_Records for the task_:
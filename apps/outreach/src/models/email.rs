use serde::{Deserialize, Serialize};

use crate::models::job::JobData;
use crate::models::personal::PersonalInfo;

#[derive(Debug, Clone, Copy, PartialEq, Eq, Serialize, Deserialize)]
#[serde(rename_all = "lowercase")]
pub enum PersonalizationLevel {
    Low,
    Medium,
    High,
}

/// Email produced by the generation call (or by the local fallback).
#[derive(Debug, Clone, Default, PartialEq, Serialize, Deserialize)]
pub struct GeneratedEmail {
    pub subject: String,
    pub content: String,
    /// 0.0 – 1.0
    #[serde(default, skip_serializing_if = "Option::is_none")]
    pub confidence_score: Option<f64>,
    #[serde(default, skip_serializing_if = "Option::is_none")]
    pub suggestions: Option<Vec<String>>,
    #[serde(default, skip_serializing_if = "Option::is_none")]
    pub personalization_level: Option<PersonalizationLevel>,
}

impl GeneratedEmail {
    /// Plain-text template used when generation fails, so the wizard can
    /// still finish with something the user can edit.
    pub fn fallback(job: &JobData, info: &PersonalInfo) -> Self {
        Self {
            subject: format!("Interest in {} Position", job.role),
            content: format!(
                "Dear Hiring Manager,\n\n\
                 I am writing to express my strong interest in the {role} \
                 position at {company}.\n\n\
                 {skills}\n\n\
                 I would love to discuss how my experience aligns with your needs.\n\n\
                 Best regards,\n{name}",
                role = job.role,
                company = job.company,
                skills = info.skills,
                name = info.name,
            ),
            confidence_score: None,
            suggestions: None,
            personalization_level: None,
        }
    }

    /// The copy/download rendering: subject line, blank line, body.
    pub fn to_plain_text(&self) -> String {
        format!("Subject: {}\n\n{}", self.subject, self.content)
    }

    pub fn is_empty(&self) -> bool {
        self.subject.is_empty() && self.content.is_empty()
    }
}
//! Durable key-value storage for the few values that outlive a session.
//!
//! `open_store` picks the file-backed store when its directory can be
//! created and falls back to an in-memory map otherwise.

pub mod file;
pub mod memory;
pub mod personal_info;

use std::path::PathBuf;
use std::sync::Arc;

use thiserror::Error;
use tracing::{info, warn};

pub use file::FileStore;
pub use memory::MemoryStore;
pub use personal_info::{PersonalInfoStore, PERSONAL_INFO_KEY};

#[derive(Debug, Error)]
pub enum StorageError {
    #[error("Storage I/O error: {0}")]
    Io(#[from] std::io::Error),

    #[error("Storage serialization error: {0}")]
    Serialization(#[from] serde_json::Error),

    #[error("Storage lock poisoned")]
    Poisoned,
}

/// Minimal string-to-string store. Values are opaque to the store.
pub trait KeyValueStore: Send + Sync {
    fn get(&self, key: &str) -> Result<Option<String>, StorageError>;
    fn set(&self, key: &str, value: &str) -> Result<(), StorageError>;
}

/// Selects the store implementation once at startup.
pub fn open_store(path: Option<PathBuf>) -> Arc<dyn KeyValueStore> {
    let Some(path) = path else {
        warn!("No data directory available; personal info will not survive restarts");
        return Arc::new(MemoryStore::default());
    };

    match FileStore::open(&path) {
        Ok(store) => {
            info!("Using file store at {}", path.display());
            Arc::new(store)
        }
        Err(e) => {
            warn!(
                "File store at {} unavailable ({e}); falling back to in-memory storage",
                path.display()
            );
            Arc::new(MemoryStore::default())
        }
    }
}
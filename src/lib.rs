//! Month-grid date picker engine.
//!
//! A [`Picker`] collects validated settings for one anchor date and opens a
//! [`Session`]. The session turns navigation and selection [`Intent`]s into a
//! fresh [`MonthGrid`] of 42 cells, or into the picked date.

pub mod calendar;

pub use calendar::{
    apply_step, build_grid, can_step, days_in_month, Bounds, ConfigError, GridCell, Intent,
    MonthGrid, Outcome, Picker, PickerConfig, Session, Step, YearMonth, GRID_CELLS,
};
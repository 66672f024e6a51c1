use chrono::{Months, NaiveDate};

use super::{Bounds, YearMonth};

/// One press of a `<<`, `<`, `>` or `>>` control.
#[derive(Debug, Clone, Copy, PartialEq, Eq, Hash)]
pub enum Step {
    PrevYear,
    PrevMonth,
    NextMonth,
    NextYear,
}

impl Step {
    pub const ALL: [Step; 4] = [Step::PrevYear, Step::PrevMonth, Step::NextMonth, Step::NextYear];

    pub fn is_backward(self) -> bool {
        matches!(self, Step::PrevYear | Step::PrevMonth)
    }

    fn months(self) -> Months {
        match self {
            Step::PrevYear | Step::NextYear   => Months::new(12),
            Step::PrevMonth | Step::NextMonth => Months::new(1),
        }
    }

    pub fn label(self) -> &'static str {
        match self {
            Step::PrevYear  => "<<",
            Step::PrevMonth => "<",
            Step::NextMonth => ">",
            Step::NextYear  => ">>",
        }
    }
}

/// Moves `date` by one step, clamping the day to the end of a shorter month
/// (Jan 31 + 1 month = Feb 28/29).
pub fn shift_date(date: NaiveDate, step: Step) -> Option<NaiveDate> {
    if step.is_backward() {
        date.checked_sub_months(step.months())
    } else {
        date.checked_add_months(step.months())
    }
}

/// The month one step away from `current`. `None` past chrono's range.
pub fn apply_step(current: YearMonth, step: Step) -> Option<YearMonth> {
    shift_date(current.first_day(), step).map(YearMonth::of)
}

/// Whether `step` keeps the displayed month within `bounds`.
///
/// Checked per month: a bound anywhere inside a month lets the grid show that
/// whole month, but never the month beyond it.
pub fn can_step(current: YearMonth, step: Step, bounds: &Bounds) -> bool {
    let Some(candidate) = apply_step(current, step) else { return false };
    if step.is_backward() {
        bounds.earliest.map_or(true, |e| YearMonth::of(e) <= candidate)
    } else {
        bounds.latest.map_or(true, |l| candidate <= YearMonth::of(l))
    }
}
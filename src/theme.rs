use anyhow::Result;
use ratatui::style::Color;
use ratatui::widgets::BorderType;
use serde::{Deserialize, Serialize};

use crate::config::config_dir;

pub fn hex_to_color(hex: &str) -> Color {
    let h = hex.trim_start_matches('#');
    if h.len() != 6 || !h.is_ascii() { return Color::Reset; }
    let r = u8::from_str_radix(&h[0..2], 16).unwrap_or(0);
    let g = u8::from_str_radix(&h[2..4], 16).unwrap_or(0);
    let b = u8::from_str_radix(&h[4..6], 16).unwrap_or(0);
    Color::Rgb(r, g, b)
}

fn default_border_style() -> String { "rounded".to_owned() }

/// Palette for the form screen and the picker popup.
#[derive(Debug, Clone, PartialEq, Serialize, Deserialize)]
pub struct ThemeConfig {
    pub name: String,
    // Backgrounds
    pub bg_primary: String, pub bg_secondary: String, pub bg_popup: String,
    // Borders
    pub border_normal: String, pub border_focused: String,
    // Text
    pub text_primary: String, pub text_muted: String, pub text_accent: String,
    /// Cell matching the calendar date's day of month.
    pub day_highlight_bg: String, pub day_highlight_fg: String,
    /// Keyboard focus inside the grid.
    pub focus_bg: String, pub focus_fg: String,
    /// Dated cells that can't be picked (excluded weekdays).
    pub disabled_fg: String,
    /// Border style: "rounded" | "double" | "thick" | "plain"
    #[serde(default = "default_border_style")]
    pub border_style: String,
}

impl ThemeConfig {
    // ── Color accessors ───────────────────────────────────────────────────────
    pub fn bg(&self)            -> Color { hex_to_color(&self.bg_primary) }
    pub fn bg2(&self)           -> Color { hex_to_color(&self.bg_secondary) }
    pub fn popup_bg(&self)      -> Color { hex_to_color(&self.bg_popup) }
    pub fn border(&self)        -> Color { hex_to_color(&self.border_normal) }
    pub fn border_active(&self) -> Color { hex_to_color(&self.border_focused) }
    pub fn fg(&self)            -> Color { hex_to_color(&self.text_primary) }
    pub fn fg_dim(&self)        -> Color { hex_to_color(&self.text_muted) }
    pub fn accent(&self)        -> Color { hex_to_color(&self.text_accent) }
    pub fn disabled(&self)      -> Color { hex_to_color(&self.disabled_fg) }

    pub fn day_highlight(&self) -> (Color, Color) {
        (hex_to_color(&self.day_highlight_bg), hex_to_color(&self.day_highlight_fg))
    }
    pub fn focus_highlight(&self) -> (Color, Color) {
        (hex_to_color(&self.focus_bg), hex_to_color(&self.focus_fg))
    }

    pub fn border_type(&self) -> BorderType {
        match self.border_style.as_str() {
            "double" => BorderType::Double,
            "thick"  => BorderType::Thick,
            "plain"  => BorderType::Plain,
            _        => BorderType::Rounded,
        }
    }

    // ── Persistence ───────────────────────────────────────────────────────────
    pub fn load() -> Result<Self> {
        let path = config_dir().join("theme.toml");
        if path.exists() {
            Ok(toml::from_str(&std::fs::read_to_string(&path)?)?)
        } else {
            let t = ThemeConfig::default();
            t.save()?;
            Ok(t)
        }
    }

    pub fn save(&self) -> Result<()> {
        let dir = config_dir();
        std::fs::create_dir_all(&dir)?;
        std::fs::write(dir.join("theme.toml"), toml::to_string_pretty(self)?)?;
        Ok(())
    }

    // ── Theme catalogue ───────────────────────────────────────────────────────
    pub fn all_themes() -> Vec<ThemeConfig> {
        vec![
            ThemeConfig::default(),    // Catppuccin Mocha
            ThemeConfig::classic(),
            ThemeConfig::dark(),
            ThemeConfig::mahogany(),
            ThemeConfig::nord(),
        ]
    }

    pub fn by_name(name: &str) -> Option<ThemeConfig> {
        Self::all_themes().into_iter().find(|t| t.name == name)
    }

    // ── Built-in themes ───────────────────────────────────────────────────────

    /// White panel, blue text, yellow day highlight.
    pub fn classic() -> Self { Self {
        name: "classic".into(),
        bg_primary: "#ffffff".into(), bg_secondary: "#e8e8f0".into(), bg_popup: "#ffffff".into(),
        border_normal: "#8080c0".into(), border_focused: "#0000ff".into(),
        text_primary: "#0000ff".into(), text_muted: "#a0a0c8".into(), text_accent: "#0000ff".into(),
        day_highlight_bg: "#ffff00".into(), day_highlight_fg: "#0000ff".into(),
        focus_bg: "#0000ff".into(), focus_fg: "#ffffff".into(),
        disabled_fg: "#b0b0d0".into(),
        border_style: "plain".into(),
    }}

    /// Black panel, white text, red day highlight.
    pub fn dark() -> Self { Self {
        name: "dark".into(),
        bg_primary: "#000000".into(), bg_secondary: "#111111".into(), bg_popup: "#000000".into(),
        border_normal: "#444444".into(), border_focused: "#ffffff".into(),
        text_primary: "#ffffff".into(), text_muted: "#777777".into(), text_accent: "#ffffff".into(),
        day_highlight_bg: "#ff0000".into(), day_highlight_fg: "#ffffff".into(),
        focus_bg: "#ffffff".into(), focus_fg: "#000000".into(),
        disabled_fg: "#555555".into(),
        border_style: "thick".into(),
    }}

    /// Brown panel, silver text, olive day highlight.
    pub fn mahogany() -> Self { Self {
        name: "mahogany".into(),
        bg_primary: "#a52a2a".into(), bg_secondary: "#7a1f1f".into(), bg_popup: "#a52a2a".into(),
        border_normal: "#c08080".into(), border_focused: "#c0c0c0".into(),
        text_primary: "#c0c0c0".into(), text_muted: "#d8a0a0".into(), text_accent: "#f0f0f0".into(),
        day_highlight_bg: "#808000".into(), day_highlight_fg: "#f0f0f0".into(),
        focus_bg: "#c0c0c0".into(), focus_fg: "#a52a2a".into(),
        disabled_fg: "#7a4040".into(),
        border_style: "double".into(),
    }}

    pub fn nord() -> Self { Self {
        name: "nord".into(),
        bg_primary: "#2e3440".into(), bg_secondary: "#3b4252".into(), bg_popup: "#434c5e".into(),
        border_normal: "#4c566a".into(), border_focused: "#88c0d0".into(),
        text_primary: "#eceff4".into(), text_muted: "#4c566a".into(), text_accent: "#88c0d0".into(),
        day_highlight_bg: "#88c0d0".into(), day_highlight_fg: "#2e3440".into(),
        focus_bg: "#81a1c1".into(), focus_fg: "#2e3440".into(),
        disabled_fg: "#616e88".into(),
        border_style: "rounded".into(),
    }}
}

impl Default for ThemeConfig {
    fn default() -> Self { Self {
        name: "catppuccin-mocha".into(),
        bg_primary: "#1e1e2e".into(), bg_secondary: "#181825".into(), bg_popup: "#313244".into(),
        border_normal: "#45475a".into(), border_focused: "#89b4fa".into(),
        text_primary: "#cdd6f4".into(), text_muted: "#6c7086".into(), text_accent: "#89b4fa".into(),
        day_highlight_bg: "#cba6f7".into(), day_highlight_fg: "#1e1e2e".into(),
        focus_bg: "#89b4fa".into(), focus_fg: "#1e1e2e".into(),
        disabled_fg: "#585b70".into(),
        border_style: "rounded".into(),
    }}
}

_Try it_: The required output is every line above from the one with "pub fn border(&self)" down to the one with "pub fn border_type(&self)", restated word for word, ends included.

_Written response_:
    pub fn border(&self)        -> Color { hex_to_color(&self.border_normal) }
    pub fn border_active(&self) -> Color { hex_to_color(&self.border_focused) }
    pub fn fg(&self)            -> Color { hex_to_color(&self.text_primary) }
    pub fn fg_dim(&self)        -> Color { hex_to_color(&self.text_muted) }
    pub fn accent(&self)        -> Color { hex_to_color(&self.text_accent) }
    pub fn disabled(&self)      -> Color { hex_to_color(&self.disabled_fg) }

    pub fn day_highlight(&self) -> (Color, Color) {
        (hex_to_color(&self.day_highlight_bg), hex_to_color(&self.day_highlight_fg))
    }
    pub fn focus_highlight(&self) -> (Color, Color) {
        (hex_to_color(&self.focus_bg), hex_to_color(&self.focus_fg))
    }

    pub fn border_type(&self) -> BorderType {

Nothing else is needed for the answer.